Stressing SignalR by Crank-ing it up
Posted by: Suprotim Agarwal
in Category ASP.NET
Abstract: A quick walkthrough of the Crank utility used by the SignalR team to generate load for their Test Harness Project
In our previous article we saw how to use the Windows PerfMon.exe utility along with custom SignalR performance counters to monitor performance of the SignalR Test Harness sample. However we had only three clients via three web browser clients. Today we’ll see a utility called Crank - again a part of the SignalR codebase that the team uses to test limits of a SignalR app on a given server.
Thanks to Sumit Maitra for sharing his expertise in this article
Types of SignalR Load
Before we get hands on, it’s worth reviewing the types of load that a SignalR application can handle. Quoting from the recent Build talk by Damian Edwards, SignalR can be subjected to four types of loads
1. Server Broadcast – In this scenario, the server broadcasts a message to all clients. Here the server is sending out only one message, but it’s going out to all connected clients. So this relatively less stressful thing to do.
2. Server Push – What’s the difference with Server Broadcast? In case of Server Push, a message is sent to one or a few connections (owned by the same user preferably). So if a server is going to push lots of messages to lots of different people, it increases the load on the server, specially if you have a lot of connections and lot of messages. However, this is server controlled and can be managed with respect to load.

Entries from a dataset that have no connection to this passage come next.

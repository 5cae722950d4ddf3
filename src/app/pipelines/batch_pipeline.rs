use crate::core::csv_codec::{export_predictions, format_cell, parse_records};
use crate::core::prediction::PredictionService;
use crate::core::report::PredictionReport;
use crate::core::{ConfigProvider, Pipeline, RecordSet, ScoredBatch, Storage};
use crate::utils::error::Result;
use std::path::Path;

/// CSV 上傳流程：讀檔 → 預測 → 匯出
pub struct BatchPipeline<S: Storage, C: ConfigProvider> {
    pub(crate) storage: S,
    pub(crate) config: C,
    pub(crate) service: PredictionService,
    pub(crate) input_path: String,
    pub(crate) preview_rows: usize,
}

impl<S: Storage, C: ConfigProvider> BatchPipeline<S, C> {
    pub fn new(storage: S, config: C, service: PredictionService, input_path: impl Into<String>) -> Self {
        Self {
            storage,
            config,
            service,
            input_path: input_path.into(),
            preview_rows: 5,
        }
    }

    pub fn with_preview_rows(mut self, rows: usize) -> Self {
        self.preview_rows = rows;
        self
    }

    fn output_file(&self, filename: &str) -> String {
        Path::new(self.config.output_path())
            .join(filename)
            .to_string_lossy()
            .into_owned()
    }

    fn log_preview(&self, records: &RecordSet) {
        for (i, record) in records.head(self.preview_rows).iter().enumerate() {
            let cells: Vec<String> = records
                .columns
                .iter()
                .map(|c| record.get(c).map(format_cell).unwrap_or_default())
                .collect();
            tracing::info!("👀 Row {}: {}", i, cells.join(", "));
        }
    }
}

#[async_trait::async_trait]
impl<S: Storage, C: ConfigProvider> Pipeline for BatchPipeline<S, C> {
    async fn extract(&self) -> Result<RecordSet> {
        tracing::info!("📂 Reading campaign dataset from: {}", self.input_path);
        let bytes = self.storage.read_file(&self.input_path).await?;
        let records = parse_records(&bytes)?;

        tracing::info!(
            "📋 Uploaded {} rows with columns: {}",
            records.len(),
            records.columns.join(", ")
        );
        self.log_preview(&records);
        Ok(records)
    }

    async fn transform(&self, data: RecordSet) -> Result<ScoredBatch> {
        tracing::info!("🔧 Predicting {} rows with model '{}'", data.len(), self.service.model().name());
        let predictions = self.service.predict_batch(data.clone())?;
        Ok(ScoredBatch {
            records: data,
            predictions,
        })
    }

    async fn load(&self, result: &ScoredBatch) -> Result<Option<String>> {
        let mut written = Vec::new();

        for format in self.config.output_formats() {
            let (filename, bytes) = match format.as_str() {
                "csv" => (self.config.csv_filename(), export_predictions(result)?),
                "json" => (
                    self.config.json_filename(),
                    PredictionReport::from_batch(result, self.service.model().name())
                        .to_json_bytes()?,
                ),
                other => {
                    tracing::warn!("Skipping unsupported output format: {}", other);
                    continue;
                }
            };

            let path = self.output_file(filename);
            tracing::debug!("Writing {} ({} bytes)", path, bytes.len());
            self.storage.write_file(&path, &bytes).await?;
            written.push(path);
        }

        tracing::info!("💾 Wrote {} output file(s)", written.len());
        Ok(written.into_iter().next())
    }
}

3. User Event Driven – Chats or Collaboration apps are the perfect example. Load on the server depends on both number of connections and the amount of chatter/communication between the clients or client groups. Increasing number of connections will increase load as will increased communication between the connected people. This is a scenario where it becomes difficult to control load on the server only because of the dynamics of load; communication frequency and number of connections are both dynamic.
4. High Frequency – This scenario is typical for realtime interactive games (e.g. http://shootr.signalr.com). Here the server sends out messages at a very high frequency (SignalR team strongly recommends it be < 25Hz). Also messages sent out to each client varies based on their gameplay. So increase in number of simultaneous users increases load proportionally. Due to the high fixed rate of unique messages, this scenario can put a lot of load on the system quickly.
In our previous article we saw the ‘Server Broadcast’ scenario but for a very limited number of clients. Today we will try it out for a much higher number of clients. The other three scenarios will need creative test harness creation from us, we’ll leave that for another day.
As with our previous article, we’ll start off with the SignalR codebase (can download the zip here, or fork on Github from here).
The Crank is a command line tool and the executable is under src\Microsoft.AspNet.SignalR.Crank. So the executable after a successful build is two folders down under bin\Debug
Crank has the following options
So if we setup Micrsoft.AspNet.SignalR.LoadTestHarness as the default project and run the application from Visual Studio, it will by default run at http://localhost:29573/. To setup Crank such that it creates 100 clients that connect to this app, we type the following command in
crank /Clients:100 /Url:http://localhost:29573/TestConnection /BatchSize:10 /Duration:120
This starts Crank with 100 clients pointing to the URL specified (Note: TestConnection is the name of the PersistentConnection in the LoadTestHarness sample). It creates the 100 clients in batches of 10 and the clients remain connected for 120 seconds as set by the Duration flag. But before we start Crank, let’s setup our performance counters.
Start perfmon.exe as Administrator and add all the SignalR performance counters. If you don’t see the loadtestharness object instance, close your Visual Studio, reopen in Administrator mode, reload project and run. It should appear in the Instance Object list.
Once the Performance counters are selected, we are ready for our test. The perf counter at the beginning of the test looks like the following.
Generating Clients and Broadcasting Data
We are ready to run Crank now, so let’s start with 100 clients for two minutes and see how loaded our server gets.
As we can see below, maintaining 100 connections is pretty easy for SignalR on this machine as it roughly uses about 15% CPU. But at this point, there are no messages being exchanged.
Let’s see what happens when we start exchanging messages.
At 6 messages per second we are almost at 80% load
When we push it to 12 messages per second we hit 100% CPU and the frame rate is unable to keep up as it sticks to 11 FPS.
On this rather low powered machine we were able to sustain 100 connections at 11 messages per second where message size was 32 bytes. This can serve as a baseline and when we are deploying to production, we could run a similar test using the Web Application and Crank to approximately determine its performance.
Limitations of Crank
My buddy Sumit told me that Crank can only connect to PersistentConnection based apps and not Hub based apps. Though it makes it unsuitable straight off the bat, the sample can serve as a base for your custom stress testing harness. In future we will see how we can build a custom testing harness using the .NET client object to call our Hub API and stress it out using multiple connections.
We looked at the Crank utility and saw how we could exercise the Test Harness SignalR Application. Crank is not a tool you use out of the box for your SignalR apps, but something we can use as a guideline to build our own test harnesses.
This article has been editorially reviewed by Suprotim Agarwal.